Case Study: Best Served Cold by Joe Abercrombie
Introduction
2025/04/03
Case studies are almost like my review of a book I recently read and is fresh in memory. Some of it will be impressions and other more elaborated, however it will be reviewed through the lens of a writer. Such that what I liked, learned and would avoid doing in my writing (as a personal preference not because there is anything wrong with it).
THERE WILL BE SPOILERS FOR THE ACTUAL BOOK!
Setting, theme and tone
- Medieval grimdark fantasy
- Not a lot of magic
- Brutal, crude and explicit (violence and sex scenes)
- Revenge (obviously)
- War and the toll of war
- Cost of ambition and ruthlessness
- Morality
Well done aspects
- Character Voice (main reason why I bought the book)
- Multi POVs are exceptionally handled, none are ever labelled even if used in the same chapter
- Deep POVs that literally speak for themselves, amazing to see Joe's berth of character portrayal not only through dialogue, but almost each and every sentence from how the sentences are constructed to the word choices and tone of the characters.
- Interesting (very focused) characters
- Characters are generally well fleshed out, clear motivations, desires and flaws
- Tend to be very focused individuals (not too multi-faceted, but this is a standalone book so only so much can be done)

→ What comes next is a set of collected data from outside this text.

//! ネットワーククライアント実装
//!
//! WebSocketでリレーサーバーに接続し、受信したメッセージを解析してハンドラに渡します。
//! 接続が開く前に送信されたメッセージは保留し、接続時にまとめて送信します。

use std::cell::RefCell;
use std::collections::VecDeque;
use std::rc::Rc;

use wasm_bindgen::prelude::*;
use wasm_bindgen::JsCast;
use web_sys::{CloseEvent, ErrorEvent, Event, MessageEvent, WebSocket};

use super::protocol::{ClientMessage, ServerMessage};
use super::{ConnectionState, TransportEvent};
use crate::error::GameError;

/// 受信メッセージと切断を受け取るハンドラ
pub type EventHandler = Rc<RefCell<dyn FnMut(TransportEvent)>>;

/// ネットワーククライアント
pub struct NetworkClient {
    /// WebSocket接続
    connection: Option<WebSocket>,
    /// 接続状態（イベントハンドラと共有）
    state: Rc<RefCell<ConnectionState>>,
    /// 接続前に送信されたメッセージ
    pending: Rc<RefCell<VecDeque<String>>>,
    // ハンドラが生きている間はクロージャを保持する
    on_open: Option<Closure<dyn FnMut(Event)>>,
    on_message: Option<Closure<dyn FnMut(MessageEvent)>>,
    on_error: Option<Closure<dyn FnMut(ErrorEvent)>>,
    on_close: Option<Closure<dyn FnMut(CloseEvent)>>,
}

impl Default for NetworkClient {
    fn default() -> Self {
        Self::new()
    }
}

impl NetworkClient {
    /// 新しいネットワーククライアントを作成
    pub fn new() -> Self {
        Self {
            connection: None,
            state: Rc::new(RefCell::new(ConnectionState::Disconnected)),
            pending: Rc::new(RefCell::new(VecDeque::new())),
            on_open: None,
            on_message: None,
            on_error: None,
            on_close: None,
        }
    }

    /// サーバーに接続
    ///
    /// 受信メッセージは解析・検証後に`handler`へ渡されます。ソケットのエラーは
    /// `ServerMessage::ConnectError`、切断は`TransportEvent::Closed`として届きます。
    /// `disconnect`による切断ではハンドラは呼ばれません。
    pub fn connect(&mut self, url: &str, handler: EventHandler) -> Result<(), GameError> {
        {
            let state = self.state.borrow();
            if matches!(*state, ConnectionState::Connected | ConnectionState::Connecting) {
                return Ok(());
            }
        }

        *self.state.borrow_mut() = ConnectionState::Connecting;
        log::info!("サーバーに接続中: {}", url);

        let ws = match WebSocket::new(url) {
            Ok(ws) => ws,
            Err(err) => {
                let message = format!("WebSocket接続の作成に失敗: {:?}", err);
                *self.state.borrow_mut() = ConnectionState::Error(message.clone());
                return Err(GameError::Connection(message));
            }
        };

        // 接続確立
        let open_state = Rc::clone(&self.state);
        let open_pending = Rc::clone(&self.pending);
        let open_socket = ws.clone();
        let on_open = Closure::wrap(Box::new(move |_: Event| {
            *open_state.borrow_mut() = ConnectionState::Connected;
            log::info!("WebSocket接続が確立されました");

            let queued: Vec<String> = open_pending.borrow_mut().drain(..).collect();
            for text in queued {
                if let Err(err) = open_socket.send_with_str(&text) {
                    log::error!("保留メッセージの送信に失敗: {:?}", err);
                }
            }
        }) as Box<dyn FnMut(Event)>);

        // メッセージ受信
        let message_handler = Rc::clone(&handler);
        let on_message = Closure::wrap(Box::new(move |event: MessageEvent| {
            let text = match event.data().as_string() {
                Some(text) => text,
                None => {
                    log::warn!("テキスト以外のフレームを無視しました");
                    return;
                }
            };

            #[cfg(feature = "debug_network")]
            log::trace!("受信: {}", text);

            match ServerMessage::parse(&text) {
                Ok(message) => (&mut *message_handler.borrow_mut())(TransportEvent::Message(message)),
                Err(err) => log::warn!("メッセージを破棄しました: {}", err),
            }
        }) as Box<dyn FnMut(MessageEvent)>);

        // エラー
        let error_state = Rc::clone(&self.state);
        let error_handler = Rc::clone(&handler);
        let on_error = Closure::wrap(Box::new(move |event: ErrorEvent| {
            let message = match event.message() {
                text if text.is_empty() => "WebSocketエラー".to_string(),
                text => text,
            };
            log::error!("WebSocketエラー: {}", message);
            *error_state.borrow_mut() = ConnectionState::Error(message.clone());
            (&mut *error_handler.borrow_mut())(TransportEvent::Message(ServerMessage::ConnectError { message }));
        }) as Box<dyn FnMut(ErrorEvent)>);

        // 切断
        let close_state = Rc::clone(&self.state);
        let close_handler = Rc::clone(&handler);
        let on_close = Closure::wrap(Box::new(move |event: CloseEvent| {
            log::info!("WebSocket接続が閉じられました: code={}, reason={}", event.code(), event.reason());
            {
                let mut state = close_state.borrow_mut();
                if !matches!(*state, ConnectionState::Error(_)) {
                    *state = ConnectionState::Disconnected;
                }
            }
            (&mut *close_handler.borrow_mut())(TransportEvent::Closed {
                code: event.code(),
                reason: event.reason(),
            });
        }) as Box<dyn FnMut(CloseEvent)>);

        ws.set_onopen(Some(on_open.as_ref().unchecked_ref()));
        ws.set_onmessage(Some(on_message.as_ref().unchecked_ref()));
        ws.set_onerror(Some(on_error.as_ref().unchecked_ref()));
        ws.set_onclose(Some(on_close.as_ref().unchecked_ref()));

        self.connection = Some(ws);
        self.on_open = Some(on_open);
        self.on_message = Some(on_message);
        self.on_error = Some(on_error);
        self.on_close = Some(on_close);

        Ok(())
    }

    /// メッセージを送信
    ///
    /// 接続中なら保留し、接続後に送信します。
    pub fn send(&self, message: &ClientMessage) -> Result<(), GameError> {
        let ws = self.connection.as_ref().ok_or_else(|| GameError::Connection("未接続です".to_string()))?;
        let text = message.to_json()?;

        #[cfg(feature = "debug_network")]
        log::trace!("送信: {}", text);

        match ws.ready_state() {
            WebSocket::OPEN => {
                ws.send_with_str(&text)?;
                Ok(())
            }
            WebSocket::CONNECTING => {
                self.pending.borrow_mut().push_back(text);
                Ok(())
            }
            _ => Err(GameError::Connection(format!(
                "{}を送信できません: 接続が閉じています",
                message.kind()
            ))),
        }
    }

    /// 切断してイベントハンドラを解放
    pub fn disconnect(&mut self) {
        if let Some(ws) = self.connection.take() {
            ws.set_onopen(None);
            ws.set_onmessage(None);
            ws.set_onerror(None);
            ws.set_onclose(None);
            if let Err(err) = ws.close() {
                log::warn!("WebSocketのクローズに失敗: {:?}", err);
            }
            log::info!("サーバーから切断しました");
        }

        self.on_open = None;
        self.on_message = None;
        self.on_error = None;
        self.on_close = None;
        self.pending.borrow_mut().clear();

        let mut state = self.state.borrow_mut();
        if !matches!(*state, ConnectionState::Error(_)) {
            *state = ConnectionState::Disconnected;
        }
    }

    /// 接続状態を取得
    pub fn connection_state(&self) -> ConnectionState {
        self.state.borrow().clone()
    }

    pub fn is_connected(&self) -> bool {
        self.state.borrow().is_connected()
    }
}

impl Drop for NetworkClient {
    fn drop(&mut self) {
        self.disconnect();
    }
}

- Characters have a sense of 'worldliness unique to them', whether it be warfare, hard living, understanding of people/politics
- Enjoyed the strategic parts of the battles, strategy session and warfare
Could be improved aspects
- Too much violence and brutality to the point of becoming overbearing leads to heavy reading
- Characters slowly become irredeemable, which makes it not only hard to relate, but it feels like watching a train wreck happening (and I don't like that)
- Some overly lofty and long winded dialogue (though bearable)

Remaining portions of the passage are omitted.